Posttraumatic stress disorder (
PTSD) is the most highly prevalent mental health disorder among U.S. military Veterans. Prolonged Exposure (PE)
therapy is one of the most widely used evidence-based treatments for
PTSD, but there is substantial room for improvement in outcomes and retention rates. Accumulating data suggest that
oxytocin offers a promising pharmacological approach towards achieving this goal. Therefore, the primary objective of this two-site Phase II study is to examine the ability of
oxytocin (vs. placebo) administration combined with PE
therapy to (1) reduce
PTSD symptom severity, (2) accelerate the rate of
PTSD symptom improvement, and (3) improve PE adherence and retention rates.

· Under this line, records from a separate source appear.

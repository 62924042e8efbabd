//! Backend abstraction for the FastVM compiler.
//!
//! The compiler core emits IR exclusively through the [`Builder`] trait, so
//! any backend that can represent integers, pointers, basic blocks and calls
//! can carry the emitted module.

#![cfg_attr(not(test), warn(unused_extern_crates))]

mod traits;
pub use traits::*;

#[doc(no_inline)]
pub use eyre;
#[doc(no_inline)]
pub use ruint::{self, aliases::U256, uint};

/// Compilation result.
pub type Result<T, E = Error> = std::result::Result<T, E>;

/// Compilation error.
pub type Error = eyre::Error;
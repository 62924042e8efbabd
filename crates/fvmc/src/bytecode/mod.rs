//! Bytecode representation and basic-block reconstruction.

pub mod opcode;
use self::opcode as op;

/// A maximal straight-line run of instructions.
///
/// Begins at offset 0, after a terminator, or at a `JUMPDEST`; ends at a
/// terminator or the byte before the next `JUMPDEST`. Backend-free: the
/// compiler keeps the IR block handles in a parallel vector.
#[derive(Clone, Debug, PartialEq, Eq)]
pub struct BasicBlock {
    first_instr_idx: u64,
    begin: usize,
    end: usize,
}

impl BasicBlock {
    /// The byte offset of the first instruction.
    #[inline]
    pub fn first_instr_idx(&self) -> u64 {
        self.first_instr_idx
    }

    #[inline]
    pub fn begin(&self) -> usize {
        self.begin
    }

    /// One past the last byte of the block.
    #[inline]
    pub fn end(&self) -> usize {
        self.end
    }

    /// The IR-level name of the block.
    pub fn name(&self) -> String {
        format!(".{}", self.first_instr_idx)
    }
}

/// Splits `code` into basic blocks in one forward pass.
///
/// Bytes after a terminator are dead until the next `JUMPDEST` and produce no
/// block.
pub fn build_basic_blocks(code: &[u8]) -> Vec<BasicBlock> {
    // Skips push data and finds the next iterator (can be the end).
    let skip_push_data = |curr: usize| curr + 1 + op::imm_len(code[curr]).min(code.len() - curr - 1);

    let mut blocks = Vec::new();
    let mut is_dead = false;
    let mut begin = 0;
    let mut curr = 0;
    while curr < code.len() {
        let next = skip_push_data(curr);

        if is_dead {
            if code[curr] == op::JUMPDEST {
                is_dead = false;
                begin = curr;
            } else {
                curr = next;
                continue;
            }
        }

        let mut is_end = match code[curr] {
            _ if op::is_terminator(code[curr]) => {
                is_dead = true;
                true
            }
            op::JUMPI => true,
            _ => false,
        };

        debug_assert!(next <= code.len());
        if next == code.len() || code[next] == op::JUMPDEST {
            is_end = true;
        }

        if is_end {
            blocks.push(BasicBlock { first_instr_idx: begin as u64, begin, end: next });
            begin = next;
        }
        curr = next;
    }

    trace!(count = blocks.len(), "split basic blocks");
    blocks
}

To accomplish these objectives, we will employ a randomized, double-blind, placebo-controlled trial and use standardized, repeated dependent measures of change at five time points (baseline, mid-treatment, end of treatment, and 3 and 6 month follow-up). Intranasal
oxytocin (40 IU) will be administered directly prior to each PE
therapy session. Findings from this study will provide critical new information regarding the efficacy of
oxytocin to augment psychosocial treatment for
PTSD, as well as information regarding the physiological mechanisms underlying
PTSD and positive treatment response. ClinicalTrials.gov Identifier: NCT04228289.